During that search authorities were looking for a particular caliber to be able to close the investigation. Ranger found it.
Another notable crime they worked on as a team, was when a bomber detonated a recreational vehicle in downtown Nashville, killing himself and injuring eight people. Ranger found a lot of post-blast debris including parts of the camper, and parts of the device as well.
Wiley and Ranger were also called when a Marine Corps KC-130T plane experienced a catastrophic mechanical failure at cruise altitude and crashed in Leflore County, Mississippi, killing 15 Marines and one Navy corpsman. They found some of the explosives that were on the plane that needed to be recovered for security reasons.
Ranger and Wiley also served on multiple deployments to support notable security details.
“We worked the inauguration in 2017,” Wiley said, “We’ve been to three Super Bowls, several Kentucky Derbies, Country Music Awards, even Talladega.”

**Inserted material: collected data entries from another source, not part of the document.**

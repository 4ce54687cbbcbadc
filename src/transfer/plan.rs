// Copyright 2025 Lablup Inc. and Jeongkyu Shin
//
// Licensed under the Apache License, Version 2.0 (the "License");
// you may not use this file except in compliance with the License.
// You may obtain a copy of the License at
//
//     http://www.apache.org/licenses/LICENSE-2.0
//
// Unless required by applicable law or agreed to in writing, software
// distributed under the License is distributed on an "AS IS" BASIS,
// WITHOUT WARRANTIES OR CONDITIONS OF ANY KIND, either express or implied.
// See the License for the specific language governing permissions and
// limitations under the License.

//! The transfer decision table.
//!
//! The supported source/destination shapes are resolved here, before
//! any byte moves; unsupported combinations fail without touching the
//! remote file system.

use std::path::Path;

use crate::error::PrecheckError;

use super::path::{base_name, posix_join};

/// What a path resolves to on either side of a transfer.
#[derive(Debug, Clone, Copy, PartialEq, Eq)]
pub enum EntryKind {
    File,
    Directory,
    Missing,
}

impl EntryKind {
    /// Resolve a local path. Symlinks are followed; a broken link is
    /// `Missing`.
    pub fn of_local(path: &Path) -> Self {
        match std::fs::metadata(path) {
            Ok(meta) if meta.is_dir() => Self::Directory,
            Ok(_) => Self::File,
            Err(_) => Self::Missing,
        }
    }
}

/// How a transfer will be performed, with the destination fully
/// resolved.
#[derive(Debug, Clone, PartialEq, Eq)]
pub enum TransferPlan {
    /// Write the source file to exactly this remote path, creating or
    /// overwriting it.
    File { destination: String },
    /// Replicate the source directory's subtree under this remote
    /// root.
    Tree { root: String },
}

/// Evaluate the decision table.
///
/// | source    | destination | plan                                   |
/// |-----------|-------------|----------------------------------------|
/// | missing   | any         | error                                  |
/// | file      | directory   | file at `destination/<source base>`    |
/// | file      | file/missing| file at `destination`                  |
/// | directory | missing     | tree rooted at `destination`           |
/// | directory | file        | error                                  |
/// | directory | directory   | tree rooted at `destination/<source base>` |
///
/// The nested-root conflict of the last row (an existing non-directory
/// entry at `destination/<source base>`) is checked by the executor,
/// which is the first point where that path is stat-ed.
pub fn transfer_plan(
    source: &Path,
    source_kind: EntryKind,
    destination: &str,
    destination_kind: EntryKind,
) -> Result<TransferPlan, PrecheckError> {
    if source.as_os_str().is_empty() {
        return Err(PrecheckError::EmptySource);
    }
    if destination.is_empty() {
        return Err(PrecheckError::EmptyDestination);
    }

    match source_kind {
        EntryKind::Missing => Err(PrecheckError::SourceMissing(source.to_path_buf())),
        EntryKind::File => {
            let destination = if destination_kind == EntryKind::Directory {
                posix_join(destination, base_name(source))
            } else {
                destination.to_string()
            };
            Ok(TransferPlan::File { destination })
        }
        EntryKind::Directory => match destination_kind {
            EntryKind::Missing => Ok(TransferPlan::Tree {
                root: destination.to_string(),
            }),
            EntryKind::File => Err(PrecheckError::DestinationIsFile(destination.to_string())),
            EntryKind::Directory => Ok(TransferPlan::Tree {
                root: posix_join(destination, base_name(source)),
            }),
        },
    }
}
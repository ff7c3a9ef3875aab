use base64::engine::general_purpose::STANDARD as BASE64;
use base64::Engine;
use termfleet_core::{BrokerCredentials, FleetConfig, SlotId};

/// Render the terminal configuration artifact the workload reads at its
/// fixed in-container path.
pub fn render_terminal_config(
    credentials: &BrokerCredentials,
    symbol: &str,
    timeframe: &str,
) -> String {
    format!(
        "[Common]\nLogin={}\nPassword={}\nServer={}\n\n[Trading]\nSymbol={}\nTimeFrame={}\n",
        credentials.login, credentials.password, credentials.server, symbol, timeframe
    )
}

/// Render the per-slot deployment descriptor: one named service, the
/// terminal image, a bind mount for the configuration artifact, a restart
/// policy, and membership in the shared fleet network.
pub fn render_compose(config: &FleetConfig, slot: SlotId) -> String {
    let name = config.container_name(slot);
    format!(
        "services:\n  {name}:\n    container_name: {name}\n    image: {image}\n    restart: unless-stopped\n    volumes:\n      - {config_path}:{target}:ro\n    networks:\n      - {network}\n\nnetworks:\n  {network}:\n    external: true\n",
        name = name,
        image = config.image,
        config_path = format!("{}/terminal.ini", config.slot_dir(slot)),
        target = config.container_config_path,
        network = config.network,
    )
}

/// Single-quote a value for embedding in a remote shell command.
pub fn sh_quote(value: &str) -> String {
    format!("'{}'", value.replace('\'', r"'\''"))
}

/// Build the command that writes `content` to `path` on the fleet host.
///
/// The content travels as an opaque base64 blob decoded server-side, so
/// secrets and newlines never hit shell quoting.
pub fn write_file_command(path: &str, content: &str) -> String {
    format!(
        "printf '%s' {} | base64 -d > {}",
        BASE64.encode(content),
        sh_quote(path)
    )
}

/// One command staging the whole per-slot descriptor directory.
pub fn stage_command(config: &FleetConfig, slot: SlotId, terminal_ini: &str, compose: &str) -> String {
    let dir = config.slot_dir(slot);
    format!(
        "mkdir -p {dir} && {ini} && {compose}",
        dir = sh_quote(&dir),
        ini = write_file_command(&format!("{dir}/terminal.ini"), terminal_ini),
        compose = write_file_command(&format!("{dir}/docker-compose.yml"), compose),
    )
}

/// Create the shared fleet network if it does not exist yet.
pub fn ensure_network_command(config: &FleetConfig) -> String {
    let net = sh_quote(&config.network);
    format!("docker network inspect {net} >/dev/null 2>&1 || docker network create {net}")
}

/// Start the workload for a slot.
pub fn start_command(config: &FleetConfig, slot: SlotId) -> String {
    format!(
        "docker compose -f {} up -d",
        sh_quote(&format!("{}/docker-compose.yml", config.slot_dir(slot)))
    )
}

/// Stop and remove the workload. Must not fail when the deployment is
/// already stopped or absent.
pub fn stop_command(config: &FleetConfig, slot: SlotId) -> String {
    format!(
        "docker compose -f {} down --remove-orphans 2>/dev/null || docker rm -f {} 2>/dev/null || true",
        sh_quote(&format!("{}/docker-compose.yml", config.slot_dir(slot))),
        sh_quote(&config.container_name(slot)),
    )
}

/// Delete the per-slot descriptor directory.
pub fn cleanup_command(config: &FleetConfig, slot: SlotId) -> String {
    format!("rm -rf {}", sh_quote(&config.slot_dir(slot)))
}

/// Remove the shared network. Only issued when no occupied slot remains.
pub fn remove_network_command(config: &FleetConfig) -> String {
    format!(
        "docker network rm {} 2>/dev/null || true",
        sh_quote(&config.network)
    )
}

/// List live terminal containers by the slot naming convention.
pub fn list_command(config: &FleetConfig) -> String {
    format!(
        "docker ps --filter {} --format '{{{{.Names}}}}'",
        sh_quote(&format!("name={}-", config.container_prefix))
    )
}

/// Force-remove a single container by name (reconciliation of orphans).
pub fn remove_container_command(name: &str) -> String {
    format!("docker rm -f {} 2>/dev/null || true", sh_quote(name))
}
use termfleet_core::{ConnectRequest, PoolError, RemoteSession, SessionGrant, SessionRecord, SlotId};
use tracing::{debug, info};

use crate::artifacts;
use crate::pool::SlotPool;

impl SlotPool {
    /// Allocate a terminal slot for the requesting owner.
    ///
    /// Idempotent per owner: a second connect without a disconnect returns
    /// the existing slot and issues no remote traffic. The registry mutex is
    /// held across the whole find-free/stage/start/occupy sequence.
    pub async fn allocate(&self, request: &ConnectRequest) -> Result<SessionGrant, PoolError> {
        request.validate()?;

        let mut registry = self.registry.lock().await;

        if let Some(slot) = registry.find_by_owner(&request.owner_id) {
            if let Some(record) = registry.get_mut(slot) {
                record.touch();
            }
            debug!(owner = %request.owner_id, slot, "Reusing existing session");
            return Ok(SessionGrant {
                slot_id: slot,
                symbol: request.symbol.clone(),
                timeframe: request.timeframe.clone(),
            });
        }

        let slot = registry.find_free().ok_or(PoolError::CapacityExceeded {
            occupied: registry.occupied_count(),
            max: registry.capacity(),
        })?;

        let session = self
            .executor
            .connect()
            .await
            .map_err(|e| allocation_error("connecting to the fleet host", e))?;
        let started = self.start_workload(&*session, request, slot).await;
        session.close().await;
        started?;

        // Only a fully started workload occupies the slot; any earlier
        // failure leaves it free for the next attempt, and partial remote
        // litter is removed by reclaim or the reconciliation sweep.
        registry.occupy(
            slot,
            SessionRecord::new(&*request.owner_id, &*request.symbol, &*request.timeframe),
        );

        info!(owner = %request.owner_id, slot, symbol = %request.symbol, "Allocated terminal instance");
        Ok(SessionGrant {
            slot_id: slot,
            symbol: request.symbol.clone(),
            timeframe: request.timeframe.clone(),
        })
    }

    async fn start_workload(
        &self,
        session: &dyn RemoteSession,
        request: &ConnectRequest,
        slot: SlotId,
    ) -> Result<(), PoolError> {
        let terminal_ini =
            artifacts::render_terminal_config(&request.credentials, &request.symbol, &request.timeframe);
        let compose = artifacts::render_compose(&self.config, slot);

        session
            .run(&artifacts::stage_command(&self.config, slot, &terminal_ini, &compose))
            .await
            .map_err(|e| allocation_error("staging the workload descriptor", e))?;

        session
            .run(&artifacts::ensure_network_command(&self.config))
            .await
            .map_err(|e| allocation_error("preparing the fleet network", e))?;

        session
            .run(&artifacts::start_command(&self.config, slot))
            .await
            .map_err(|e| allocation_error("starting the workload", e))?;

        Ok(())
    }
}

fn allocation_error(context: &str, source: termfleet_core::RemoteError) -> PoolError {
    PoolError::Allocation {
        context: context.to_string(),
        source,
    }
}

At those events Wiley and Ranger would search the facility for explosives and bombs before the event and during the event. They would be called on to check unattended packages, too.
Working for the Bureau of Alcohol, Tobacco, Firearms and Explosives demands a lot from both the handler and the dog as well as their families because it involves so much travel.
“One day we were sitting at the supper table, and we had several call outs and my youngest says to me, out in the blue, ‘Daddy, you love Ranger more than you do us! He gets to ride in the truck, he goes to work with you, he sleeps with you, he comes home with you … you spend more time with him than you do us!’” Wiley said. “My response was, ‘Son, that’s my bread and butter. He enables us to have the things we have. That’s my job. I love my job.’”
But now, Ranger is retired and enjoying his family life, Wiley said.
“Ranger loves the family life,” he said. “On his down time, he loves to play ball, loves to catch Frisbee. He likes to go hiking. He loves to swim. If he sees a body of water, you might as well forget it. You just let him get in it and get it out of his system. We’ve got a pool at the house, and we’ll toss ball back and forth all day and he’ll dive off the diving board.”